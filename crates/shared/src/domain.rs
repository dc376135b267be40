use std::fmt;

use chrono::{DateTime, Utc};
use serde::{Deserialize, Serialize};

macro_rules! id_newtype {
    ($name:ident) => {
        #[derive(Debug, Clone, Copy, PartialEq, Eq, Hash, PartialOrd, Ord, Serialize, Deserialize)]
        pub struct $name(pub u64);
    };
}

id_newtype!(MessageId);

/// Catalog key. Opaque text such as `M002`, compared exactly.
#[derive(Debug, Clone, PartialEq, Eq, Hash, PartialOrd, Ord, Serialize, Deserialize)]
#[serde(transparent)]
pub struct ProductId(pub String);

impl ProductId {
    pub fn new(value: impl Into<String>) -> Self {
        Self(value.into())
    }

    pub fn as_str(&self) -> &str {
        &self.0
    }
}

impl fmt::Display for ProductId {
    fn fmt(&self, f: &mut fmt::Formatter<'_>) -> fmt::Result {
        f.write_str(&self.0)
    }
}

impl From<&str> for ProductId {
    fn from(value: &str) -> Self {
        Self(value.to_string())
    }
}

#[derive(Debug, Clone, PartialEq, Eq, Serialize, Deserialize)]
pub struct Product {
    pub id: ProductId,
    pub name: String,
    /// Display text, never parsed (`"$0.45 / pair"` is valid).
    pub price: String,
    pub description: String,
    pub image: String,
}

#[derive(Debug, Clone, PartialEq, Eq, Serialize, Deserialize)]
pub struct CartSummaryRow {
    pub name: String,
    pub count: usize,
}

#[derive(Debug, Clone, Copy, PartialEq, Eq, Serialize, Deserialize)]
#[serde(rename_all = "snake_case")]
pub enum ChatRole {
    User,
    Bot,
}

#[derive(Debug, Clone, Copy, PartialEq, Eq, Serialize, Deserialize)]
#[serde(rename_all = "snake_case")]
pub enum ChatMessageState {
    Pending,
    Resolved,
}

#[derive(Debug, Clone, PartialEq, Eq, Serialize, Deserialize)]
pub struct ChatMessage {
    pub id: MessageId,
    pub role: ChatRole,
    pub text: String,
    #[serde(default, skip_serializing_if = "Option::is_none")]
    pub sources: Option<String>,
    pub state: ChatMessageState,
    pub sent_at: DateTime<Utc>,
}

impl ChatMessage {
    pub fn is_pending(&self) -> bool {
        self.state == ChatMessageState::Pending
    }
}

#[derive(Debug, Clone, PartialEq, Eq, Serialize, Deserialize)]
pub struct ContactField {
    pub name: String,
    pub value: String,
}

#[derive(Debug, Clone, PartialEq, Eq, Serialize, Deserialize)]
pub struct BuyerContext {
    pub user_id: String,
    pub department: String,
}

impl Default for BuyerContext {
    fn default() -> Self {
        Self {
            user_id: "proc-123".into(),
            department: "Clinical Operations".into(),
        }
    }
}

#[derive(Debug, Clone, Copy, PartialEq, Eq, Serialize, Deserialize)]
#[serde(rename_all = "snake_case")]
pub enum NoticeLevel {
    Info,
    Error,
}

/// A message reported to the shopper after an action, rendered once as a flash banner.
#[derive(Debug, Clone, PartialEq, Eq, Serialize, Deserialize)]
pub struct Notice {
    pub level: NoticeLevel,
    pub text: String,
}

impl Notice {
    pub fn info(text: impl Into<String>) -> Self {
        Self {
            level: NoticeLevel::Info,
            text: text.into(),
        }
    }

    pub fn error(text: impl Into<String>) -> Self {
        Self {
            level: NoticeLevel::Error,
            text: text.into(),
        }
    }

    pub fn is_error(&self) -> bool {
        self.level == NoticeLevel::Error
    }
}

▸ Your task:
Give the entries again in full, with nothing changed.

▸ Output for this task:
filename crates/shared/src/domain.rs
repository dc376135b267be40
use std::fmt;

use chrono::{DateTime, Utc};
use serde::{Deserialize, Serialize};

macro_rules! id_newtype {
    ($name:ident) => {
        #[derive(Debug, Clone, Copy, PartialEq, Eq, Hash, PartialOrd, Ord, Serialize, Deserialize)]
        pub struct $name(pub u64);
    };
}

id_newtype!(MessageId);

/// Catalog key. Opaque text such as `M002`, compared exactly.
#[derive(Debug, Clone, PartialEq, Eq, Hash, PartialOrd, Ord, Serialize, Deserialize)]
#[serde(transparent)]
pub struct ProductId(pub String);

impl ProductId {
    pub fn new(value: impl Into<String>) -> Self {
        Self(value.into())
    }

    pub fn as_str(&self) -> &str {
        &self.0
    }
}

impl fmt::Display for ProductId {
    fn fmt(&self, f: &mut fmt::Formatter<'_>) -> fmt::Result {
        f.write_str(&self.0)
    }
}

impl From<&str> for ProductId {
    fn from(value: &str) -> Self {
        Self(value.to_string())
    }
}

#[derive(Debug, Clone, PartialEq, Eq, Serialize, Deserialize)]
pub struct Product {
    pub id: ProductId,
    pub name: String,
    /// Display text, never parsed (`"$0.45 / pair"` is valid).
    pub price: String,
    pub description: String,
    pub image: String,
}

#[derive(Debug, Clone, PartialEq, Eq, Serialize, Deserialize)]
pub struct CartSummaryRow {
    pub name: String,
    pub count: usize,
}

#[derive(Debug, Clone, Copy, PartialEq, Eq, Serialize, Deserialize)]
#[serde(rename_all = "snake_case")]
pub enum ChatRole {
    User,
    Bot,
}

#[derive(Debug, Clone, Copy, PartialEq, Eq, Serialize, Deserialize)]
#[serde(rename_all = "snake_case")]
pub enum ChatMessageState {
    Pending,
    Resolved,
}

#[derive(Debug, Clone, PartialEq, Eq, Serialize, Deserialize)]
pub struct ChatMessage {
    pub id: MessageId,
    pub role: ChatRole,
    pub text: String,
    #[serde(default, skip_serializing_if = "Option::is_none")]
    pub sources: Option<String>,
    pub state: ChatMessageState,
    pub sent_at: DateTime<Utc>,
}

impl ChatMessage {
    pub fn is_pending(&self) -> bool {
        self.state == ChatMessageState::Pending
    }
}

#[derive(Debug, Clone, PartialEq, Eq, Serialize, Deserialize)]
pub struct ContactField {
    pub name: String,
    pub value: String,
}

#[derive(Debug, Clone, PartialEq, Eq, Serialize, Deserialize)]
pub struct BuyerContext {
    pub user_id: String,
    pub department: String,
}

impl Default for BuyerContext {
    fn default() -> Self {
        Self {
            user_id: "proc-123".into(),
            department: "Clinical Operations".into(),
        }
    }
}

#[derive(Debug, Clone, Copy, PartialEq, Eq, Serialize, Deserialize)]
#[serde(rename_all = "snake_case")]
pub enum NoticeLevel {
    Info,
    Error,
}

/// A message reported to the shopper after an action, rendered once as a flash banner.
#[derive(Debug, Clone, PartialEq, Eq, Serialize, Deserialize)]
pub struct Notice {
    pub level: NoticeLevel,
    pub text: String,
}

impl Notice {
    pub fn info(text: impl Into<String>) -> Self {
        Self {
            level: NoticeLevel::Info,
            text: text.into(),
        }
    }

    pub fn error(text: impl Into<String>) -> Self {
        Self {
            level: NoticeLevel::Error,
            text: text.into(),
        }
    }

    pub fn is_error(&self) -> bool {
        self.level == NoticeLevel::Error
    }
}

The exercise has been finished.